As great as that set design is, it's cost was also it's downfall."
John Napier- what a legend. I encountered him a few times and yes he often seemed like a curmudgeon, but what a genius! Arguably the most important contributor to the mega-musical movement (though his designs could also be sparse and very economical).
Dolly80 said: "TBFL said: "TaffyDavenport said: "The "split screen" of "This Time Next Year" is one of the best pieces of staging I've ever seen, if not the best."
The Jamie Lloyd production heading to NYC has a nice little homage to that staging. When they light the scene, the light only goes up to about the height That the house raised to in the original. Not sure if it was intentional, seems too similar for it not to be.
As great as that set design is, it's cost was also it's downfall."
You are better able to see the full range of motion of the mansion set in the opening of the 1995 Tony Awards.

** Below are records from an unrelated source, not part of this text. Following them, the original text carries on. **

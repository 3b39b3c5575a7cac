//! Drawable primitives handed from producer threads to the render loop.
//!
//! - [`Color`]: RGBA color with palette constants
//! - [`Shape`]: closed set of primitive variants
//! - [`Drawable`]: shape + color + transform, moved into the canvas on submit

pub mod color;
pub mod drawable;

pub use color::Color;
pub use drawable::{Bounds, Drawable, Point, Shape, Transform};

pub use color::{BLACK, BLUE, GREEN, ORANGE, PINK, RED, TRANSPARENT, WHITE, YELLOW};
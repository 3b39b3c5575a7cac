//! Explicit acquire/release lock that serializes multi-item submissions.

use std::marker::PhantomData;
use std::thread::{self, ThreadId};

use parking_lot::{Condvar, Mutex};

use super::types::LockError;

#[derive(Debug, Default)]
struct LockState {
    owner: Option<ThreadId>,
    /// Next ticket handed to an acquirer.
    next_ticket: u64,
    /// Ticket currently allowed to take the lock.
    serving: u64,
    closed: bool,
}

/// Owner-tracking producer lock with FIFO hand-off.
///
/// Unlike a plain mutex the holder is recorded, so releasing from the wrong
/// thread is reported as [`LockError::NotOwner`] instead of being undefined.
/// Waiters are served in arrival order (ticket lock). The lock is not
/// re-entrant: acquiring it twice from the same thread fails with
/// [`LockError::AlreadyHeld`].
///
/// Holding the lock only excludes other producers. The consumer keeps
/// draining the queue concurrently.
#[derive(Debug, Default)]
pub struct ProducerLock {
    state: Mutex<LockState>,
    turn: Condvar,
}

impl ProducerLock {
    pub fn new() -> Self {
        Self::default()
    }

    /// Blocks until the calling thread holds the lock.
    ///
    /// # Errors
    /// - [`LockError::AlreadyHeld`] if the caller already holds it.
    /// - [`LockError::Closed`] if the lock is closed before it is granted.
    pub fn acquire(&self) -> Result<(), LockError> {
        let me = thread::current().id();
        let mut state = self.state.lock();
        if state.closed {
            return Err(LockError::Closed);
        }
        if state.owner == Some(me) {
            return Err(LockError::AlreadyHeld);
        }

        let ticket = state.next_ticket;
        state.next_ticket += 1;
        loop {
            if state.closed {
                return Err(LockError::Closed);
            }
            if state.owner.is_none() && state.serving == ticket {
                state.owner = Some(me);
                return Ok(());
            }
            self.turn.wait(&mut state);
        }
    }

    /// Releases the lock held by the calling thread and hands it to the next
    /// waiter in line.
    ///
    /// # Errors
    /// [`LockError::NotOwner`] if the caller does not hold the lock.
    pub fn release(&self) -> Result<(), LockError> {
        let me = thread::current().id();
        let mut state = self.state.lock();
        if state.owner != Some(me) {
            log::error!(
                "Producer lock released by {:?}, but it is held by {:?}",
                me,
                state.owner
            );
            return Err(LockError::NotOwner);
        }
        state.owner = None;
        state.serving += 1;
        drop(state);
        self.turn.notify_all();
        Ok(())
    }

    /// Acquires the lock and returns a guard that releases it when dropped.
    pub fn lock(&self) -> Result<ProducerGuard<'_>, LockError> {
        self.acquire()?;
        Ok(ProducerGuard {
            lock: self,
            released: false,
            _not_send: PhantomData,
        })
    }

    /// Rejects all current and future acquirers with [`LockError::Closed`].
    ///
    /// A thread already holding the lock keeps it and may still release it.
    pub fn close(&self) {
        self.state.lock().closed = true;
        self.turn.notify_all();
    }

    pub fn is_closed(&self) -> bool {
        self.state.lock().closed
    }

    pub fn is_held(&self) -> bool {
        self.state.lock().owner.is_some()
    }

    /// Thread currently holding the lock, if any.
    pub fn holder(&self) -> Option<ThreadId> {
        self.state.lock().owner
    }

    /// Whether the calling thread holds the lock.
    pub fn is_held_by_current(&self) -> bool {
        self.holder() == Some(thread::current().id())
    }
}

/// RAII guard for [`ProducerLock`]; releases on drop.
///
/// The guard is tied to the acquiring thread and cannot be sent elsewhere.
#[must_use = "the producer lock is released as soon as the guard is dropped"]
pub struct ProducerGuard<'a> {
    lock: &'a ProducerLock,
    released: bool,
    _not_send: PhantomData<*const ()>,
}

impl ProducerGuard<'_> {
    /// Releases the lock now, reporting misuse instead of swallowing it.
    pub fn release(mut self) -> Result<(), LockError> {
        self.released = true;
        self.lock.release()
    }
}

impl Drop for ProducerGuard<'_> {
    fn drop(&mut self) {
        if !self.released {
            if let Err(err) = self.lock.release() {
                log::debug!("Producer guard dropped without holding the lock: {}", err);
            }
        }
    }
}
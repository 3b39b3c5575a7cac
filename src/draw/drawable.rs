//! Drawable handles submitted to the canvas.

use super::color::Color;
use serde::{Deserialize, Serialize};

/// 2D point in canvas coordinates.
pub type Point = (f64, f64);

/// Translation, rotation (degrees, about the origin) and uniform scale.
///
/// Applied to a shape's vertices in the order scale, rotate, translate.
#[derive(Clone, Copy, Debug, PartialEq, Serialize, Deserialize)]
pub struct Transform {
    pub translate: Point,
    pub rotation_deg: f64,
    pub scale: f64,
}

impl Default for Transform {
    fn default() -> Self {
        Self::IDENTITY
    }
}

impl Transform {
    pub const IDENTITY: Transform = Transform {
        translate: (0.0, 0.0),
        rotation_deg: 0.0,
        scale: 1.0,
    };

    pub fn translated(dx: f64, dy: f64) -> Self {
        Self {
            translate: (dx, dy),
            ..Self::IDENTITY
        }
    }

    pub fn with_rotation(self, degrees: f64) -> Self {
        Self {
            rotation_deg: degrees,
            ..self
        }
    }

    pub fn with_scale(self, scale: f64) -> Self {
        Self { scale, ..self }
    }

    pub fn apply(&self, (x, y): Point) -> Point {
        let (x, y) = (x * self.scale, y * self.scale);
        let (sin, cos) = self.rotation_deg.to_radians().sin_cos();
        let (x, y) = (x * cos - y * sin, x * sin + y * cos);
        (x + self.translate.0, y + self.translate.1)
    }
}

/// Axis-aligned bounds of a drawable's transformed vertices.
#[derive(Clone, Copy, Debug, PartialEq)]
pub struct Bounds {
    pub min: Point,
    pub max: Point,
}

impl Bounds {
    fn from_points(points: &[Point]) -> Option<Self> {
        let (&first, rest) = points.split_first()?;
        let mut bounds = Bounds {
            min: first,
            max: first,
        };
        for &(x, y) in rest {
            bounds.min.0 = bounds.min.0.min(x);
            bounds.min.1 = bounds.min.1.min(y);
            bounds.max.0 = bounds.max.0.max(x);
            bounds.max.1 = bounds.max.1.max(y);
        }
        Some(bounds)
    }

    pub fn width(&self) -> f64 {
        self.max.0 - self.min.0
    }

    pub fn height(&self) -> f64 {
        self.max.1 - self.min.1
    }
}

/// Closed set of renderable primitives.
///
/// Geometry is deliberately simple: each variant only needs to expose its
/// vertices so a backend can rasterize it.
#[derive(Clone, Debug, PartialEq, Serialize, Deserialize)]
pub enum Shape {
    /// Open line strip through `points`.
    Polyline { points: Vec<Point>, thickness: f64 },
    Triangle { vertices: [Point; 3] },
    Rectangle {
        x: f64,
        y: f64,
        width: f64,
        height: f64,
        filled: bool,
    },
    /// Circle approximated by a regular polygon with `sides` edges.
    Circle {
        center: Point,
        radius: f64,
        sides: u32,
    },
    /// Polygon with one color per vertex; missing entries fall back to the drawable color.
    ColoredPolygon {
        vertices: Vec<Point>,
        colors: Vec<Color>,
    },
    /// Horizontal bar filled to `progress` (`0.0..=1.0`).
    ProgressBar {
        x: f64,
        y: f64,
        width: f64,
        height: f64,
        progress: f64,
    },
}

impl Shape {
    pub fn name(&self) -> &'static str {
        match self {
            Shape::Polyline { .. } => "polyline",
            Shape::Triangle { .. } => "triangle",
            Shape::Rectangle { .. } => "rectangle",
            Shape::Circle { .. } => "circle",
            Shape::ColoredPolygon { .. } => "colored-polygon",
            Shape::ProgressBar { .. } => "progress-bar",
        }
    }

    /// Untransformed outline vertices.
    pub fn vertices(&self) -> Vec<Point> {
        match self {
            Shape::Polyline { points, .. } => points.clone(),
            Shape::Triangle { vertices } => vertices.to_vec(),
            Shape::Rectangle {
                x,
                y,
                width,
                height,
                ..
            } => rect_corners(*x, *y, *width, *height),
            Shape::Circle {
                center,
                radius,
                sides,
            } => {
                let sides = (*sides).max(3);
                (0..sides)
                    .map(|i| {
                        let angle = std::f64::consts::TAU * i as f64 / sides as f64;
                        (
                            center.0 + radius * angle.cos(),
                            center.1 + radius * angle.sin(),
                        )
                    })
                    .collect()
            }
            Shape::ColoredPolygon { vertices, .. } => vertices.clone(),
            Shape::ProgressBar {
                x,
                y,
                width,
                height,
                ..
            } => rect_corners(*x, *y, *width, *height),
        }
    }
}

fn rect_corners(x: f64, y: f64, width: f64, height: f64) -> Vec<Point> {
    vec![
        (x, y),
        (x + width, y),
        (x + width, y + height),
        (x, y + height),
    ]
}

/// One renderable shape instance: geometry, color and transform.
///
/// There are no setters. Once a drawable is handed to the canvas it moves
/// into the queue and is never observed mutably by the submitter again.
#[derive(Clone, Debug, PartialEq)]
pub struct Drawable {
    shape: Shape,
    color: Color,
    transform: Transform,
    tag: u64,
}

impl Drawable {
    pub fn new(shape: Shape, color: Color) -> Self {
        Self {
            shape,
            color,
            transform: Transform::IDENTITY,
            tag: 0,
        }
    }

    pub fn with_transform(mut self, transform: Transform) -> Self {
        self.transform = transform;
        self
    }

    /// Attaches an opaque caller-defined tag (e.g. producer id or sequence number).
    pub fn with_tag(mut self, tag: u64) -> Self {
        self.tag = tag;
        self
    }

    pub fn shape(&self) -> &Shape {
        &self.shape
    }

    pub fn color(&self) -> Color {
        self.color
    }

    pub fn transform(&self) -> &Transform {
        &self.transform
    }

    pub fn tag(&self) -> u64 {
        self.tag
    }

    /// Vertices with the transform applied.
    pub fn world_vertices(&self) -> Vec<Point> {
        self.shape
            .vertices()
            .into_iter()
            .map(|p| self.transform.apply(p))
            .collect()
    }

    pub fn bounds(&self) -> Option<Bounds> {
        Bounds::from_points(&self.world_vertices())
    }

    /// Color for the `index`-th vertex.
    pub fn vertex_color(&self, index: usize) -> Color {
        match &self.shape {
            Shape::ColoredPolygon { colors, .. } => {
                colors.get(index).copied().unwrap_or(self.color)
            }
            _ => self.color,
        }
    }
}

This video is a bit blurry, but especially during the Smokey Joe's performance, you can see the lights that were rigged underneath the mansion.
Honestly, I'm of mixed mind about Napier's original SUNSET set. To be sure it was a technical marvel, but it was also cumbersome, always breaking down, and outside of its impressive photo realism, not always theatrically creative. It isn't the brilliant piece of ingenius stage design that I think, for example, Maria Bjornson's set for PHANTOM was. I also think the scenery created an expectation for the piece that has followed it until Jamie Lloyd's interpretation. In other words, it took Jamie's production for people to look at the material as something other than a kind of hollow excuse for massive scenery.
“I knew who I was this morning, but I've changed a few times since then.”
morosco said: "Watch the video linked below. It is video captured from the infrared stage manager's camera located on the balcony rail. It allows us to "see in the dark". Napier's designs were truly mind blowing. He fit a huge amount of scenery onto that stage! This video is from a preview performance in London. LuPone stars.
What the ****? Where did they store all of that?? The mansion I understand but there's so much of everything else, I never realized just how jam-packed this design was.
Anyone know how they preset the Norma at the top of the stairs? Did they fly it in, and then she ran up there? (The Tony's video would suggest, at least for that event, that she was up there at the top of the show)
Nightly during the show, the mansion would be lowered behind the Car Chase scene and hidden by scrims, and then Norma would climb up the back when it was sitting at ground level. For the Tonys she must have been up there the entire time.
BorisTomashevsky said: "Nightly during the show, the mansion would be lowered behind the Car Chase scene and hidden by scrims, and then Norma would climb up the backwhen it was sitting at ground level. For the Tonys she must have been up there the entire time."
I believe she became engaged to stage carpenter Steve Beers (though never married), who would take her each performance to the top of the set.
As mentioned above, the mansion’s first appearance is already on stage level then slowly glides downstage. The 2nd floor landing had a small changing area behind the small balcony so actresses were able to be costume changed up there without having to run down the set of stairs behind the set. When the mansion levitates during Artie’s New Year’s Eve party, the actress and actor playing Max are on the suspended set during the entire sequence. Also, most notably in Act 2, whenever an actor is on the set when it levitates, they are up there until the set lowers back to stage level. The set of steps behind the mansion set are only functional when the set is on stage level. Once the set levitates, you’re stuck up there.